Viraam said:
Actually, this question is appearing in our Chapter called Force and motion where the following equations are given:
## F=ma \\ F= \frac{m(v-u)}{t} \\ v = u+at \\ v^2 - u^2 = 2as \\ s = ut + \frac{1}{2} at^2 \\ \text{Conservation of Linear Momentum} ##
So did they explain where these equations come from? I suppose they just presented them.
So you have been using: $$\sum_{net}F = F_1 + F_2 + ... + F_i = m \times a$$
Now acceleration (a) is the rate of of change in velocity with respect to time.: $$ a = \frac {\delta V} {\delta Time} = \frac {V_2 - V_1} {T_2 - T_1}$$
An object with zero initial velocity is accelerated at 10 m/s^2 for 10 seconds. What is the final velocity?
...$$ a = \frac {\delta V} {\delta Time} = 10 m/s^2= \frac {V_2 - 0} {10 - 0}$$
Rearrange to solve for V_2
...$$ V_2 = 10 m / s^2 * 10 s= 100 m/s$$
graphical solution:
On graph paper, Draw a graph of gravitational acceleration (use 10 m/s^2 for simpler math) versus time for time from zero to ten seconds. It is a nice flat line. The change in velocity is simply the shaded area under the curve ! So count off the number of boxes for each second.
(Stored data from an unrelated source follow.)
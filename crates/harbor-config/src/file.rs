//! On-disk configuration schema.
//!
//! Every field is optional so the builder can tell "absent" apart from "set
//! to the zero value" before defaults are applied.

use std::collections::BTreeMap;
use std::fs;
use std::io;
use std::time::Duration;

use camino::{Utf8Path, Utf8PathBuf};
use serde::Deserialize;

use crate::error::ConfigError;
use crate::logging::{LogFormat, LogLevel};
use crate::mode::RawMode;

#[derive(Debug, Clone, Default, Deserialize)]
#[serde(default, rename_all = "kebab-case", deny_unknown_fields)]
pub(crate) struct FileConfig {
    pub(crate) daemonize: Option<bool>,
    pub(crate) daemon: FileDaemon,
    pub(crate) servers: Vec<FileServer>,
    pub(crate) timeout: FileTimeout,
    pub(crate) period: FilePeriod,
    pub(crate) log: FileLog,
}

#[derive(Debug, Clone, Default, Deserialize)]
#[serde(default, rename_all = "kebab-case", deny_unknown_fields)]
pub(crate) struct FileDaemon {
    pub(crate) pidfile: Option<Utf8PathBuf>,
    pub(crate) pidfile_mode: Option<RawMode>,
    pub(crate) workdir: Option<Utf8PathBuf>,
    pub(crate) umask: Option<RawMode>,
}

#[derive(Debug, Clone, Copy, Default, PartialEq, Eq, Deserialize)]
#[serde(rename_all = "snake_case")]
pub(crate) enum ServerKind {
    #[default]
    Inet,
    Unix,
}

#[derive(Debug, Clone, Default, Deserialize)]
#[serde(default, rename_all = "kebab-case", deny_unknown_fields)]
pub(crate) struct FileServer {
    pub(crate) kind: ServerKind,
    pub(crate) host: Option<String>,
    pub(crate) port: Option<u16>,
    pub(crate) addr: Option<Utf8PathBuf>,
}

#[derive(Debug, Clone, Default, Deserialize)]
#[serde(default, rename_all = "kebab-case", deny_unknown_fields)]
pub(crate) struct FileTimeout {
    #[serde(with = "humantime_serde")]
    pub(crate) workers_done: Option<Duration>,
}

#[derive(Debug, Clone, Default, Deserialize)]
#[serde(default, rename_all = "kebab-case", deny_unknown_fields)]
pub(crate) struct FilePeriod {
    #[serde(with = "humantime_serde")]
    pub(crate) memstats: Option<Duration>,
}

#[derive(Debug, Clone, Default, Deserialize)]
#[serde(default, rename_all = "kebab-case", deny_unknown_fields)]
pub(crate) struct FileLog {
    pub(crate) dir: Option<Utf8PathBuf>,
    pub(crate) format: Option<LogFormat>,
    pub(crate) disable_console: Option<bool>,
    pub(crate) disable_file: Option<bool>,
    pub(crate) console_level: Option<LogLevel>,
    pub(crate) loggers: BTreeMap<String, FileLogger>,
}

#[derive(Debug, Clone, Default, Deserialize)]
#[serde(default, rename_all = "kebab-case", deny_unknown_fields)]
pub(crate) struct FileLogger {
    pub(crate) file: Option<String>,
    pub(crate) level: Option<LogLevel>,
}

impl FileConfig {
    /// Decodes the file at `path`.
    ///
    /// A missing file yields an empty base unless the path was requested
    /// explicitly. Empty documents also decode to the empty base.
    pub(crate) fn read(path: &Utf8Path, explicit: bool) -> Result<Self, ConfigError> {
        let text = match fs::read_to_string(path) {
            Ok(text) => text,
            Err(error) if error.kind() == io::ErrorKind::NotFound => {
                if explicit {
                    return Err(ConfigError::NotFound {
                        path: path.to_path_buf(),
                    });
                }
                return Ok(Self::default());
            }
            Err(source) => {
                return Err(ConfigError::Read {
                    path: path.to_path_buf(),
                    source,
                });
            }
        };
        Self::parse(path, &text)
    }

    pub(crate) fn parse(path: &Utf8Path, text: &str) -> Result<Self, ConfigError> {
        if text.trim().is_empty() {
            return Ok(Self::default());
        }
        serde_saphyr::from_str(text).map_err(|error| ConfigError::Parse {
            path: path.to_path_buf(),
            message: error.to_string(),
        })
    }
}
In the first second, we have 10 boxes, so we are at 10 m/s after the first second.
The second second adds ten more boxes, so we are now at 20 m/s.
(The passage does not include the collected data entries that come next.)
use std::sync::atomic::{AtomicBool, Ordering};
use std::sync::{Arc, Condvar, Mutex, PoisonError};
use std::time::{Duration, Instant};

#[derive(Debug, Default)]
struct StopState {
    stopped: AtomicBool,
    lock: Mutex<()>,
    wake: Condvar,
}

/// Cooperative cancellation shared between the supervisor and its workers.
#[derive(Debug, Clone, Default)]
pub struct StopToken {
    state: Arc<StopState>,
}

impl StopToken {
    /// Creates an untriggered token.
    #[must_use]
    pub fn new() -> Self {
        Self::default()
    }

    /// Requests every holder to stop and wakes sleeping waiters.
    pub fn trigger(&self) {
        let _guard = self
            .state
            .lock
            .lock()
            .unwrap_or_else(PoisonError::into_inner);
        self.state.stopped.store(true, Ordering::SeqCst);
        self.state.wake.notify_all();
    }

    /// Whether stop has been requested.
    #[must_use]
    pub fn is_stopped(&self) -> bool {
        self.state.stopped.load(Ordering::SeqCst)
    }

    /// Sleeps for up to `timeout`, returning early when stop is requested.
    ///
    /// Returns `true` when stop was requested.
    pub fn wait_timeout(&self, timeout: Duration) -> bool {
        let deadline = Instant::now().checked_add(timeout);
        let mut guard = self
            .state
            .lock
            .lock()
            .unwrap_or_else(PoisonError::into_inner);
        while !self.is_stopped() {
            let Some(deadline) = deadline else {
                guard = self
                    .state
                    .wake
                    .wait(guard)
                    .unwrap_or_else(PoisonError::into_inner);
                continue;
            };
            let now = Instant::now();
            if now >= deadline {
                return false;
            }
            guard = match self.state.wake.wait_timeout(guard, deadline - now) {
                Ok((guard, _)) => guard,
                Err(poisoned) => poisoned.into_inner().0,
            };
        }
        true
    }
}

#[cfg(test)]
mod tests {
    use std::thread;

    use rstest::rstest;

    use super::*;

    #[rstest]
    fn wait_times_out_without_trigger() {
        let token = StopToken::new();
        let started = Instant::now();
        assert!(!token.wait_timeout(Duration::from_millis(30)));
        assert!(started.elapsed() >= Duration::from_millis(30));
    }

    #[rstest]
    fn unrepresentable_timeout_waits_for_trigger() {
        let token = StopToken::new();
        let waiter = {
            let token = token.clone();
            thread::spawn(move || token.wait_timeout(Duration::MAX))
        };
        thread::sleep(Duration::from_millis(20));
        token.trigger();
        assert!(waiter.join().expect("waiter thread"));
    }

    #[rstest]
    fn trigger_wakes_waiters_early() {
        let token = StopToken::new();
        let waiter = {
            let token = token.clone();
            thread::spawn(move || token.wait_timeout(Duration::from_secs(10)))
        };
        thread::sleep(Duration::from_millis(20));
        let started = Instant::now();
        token.trigger();
        assert!(waiter.join().expect("waiter thread"));
        assert!(started.elapsed() < Duration::from_secs(5));
        assert!(token.is_stopped());
    }
}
The third second adds ten more, so 30 m/s
4,5,6,7,8,9. Are 40, 50, 60, 70 , 80, and 90 m/s respectively.
At 10 seconds, we will have 100 squares, and thus be at 100 m/s.
On graph paper, draw the velocity as a function of time for ten seconds. Notice that it is a nice straight line with a slope of 10 m/s.
Integration:
When we integrate, we are just adding up the area under the curve!
Position:
Now velocity (v) is just the rate of change in position with respect to time. $$ v = \frac {\delta S} {\delta Time} = \frac {S_2 - S_1} {T_2 - T_1}$$
If the initial position was zero, what is the final position? We would need to use the average velocity (50 m/s is 1/2 for 100 and 0)
$$ S_2 = 50 m/s * 10 seconds + o m = 500 m$$
Graphical solution:
Count up the squares underneath the curve (straight line)
So for 0 seconds, 0 m
1 second... 0+ 10 = 10 m
2 seconds. ... 10 + 20 = 30 m
3 s...... 30 + 30 = 60 m
...
10 s ....,,,,, 400 + 100 = 500 m
Plot your result position versus time on your graph paper. You should have a nice curve.
Note: if we go the other way, position to velocity to acceleration, we reverse the process. We 'differentiate'. No you are finding the slope of the line at each instant in time.
The slope of a squared line (position) is a straight line.
The slope of a straight line is a constant.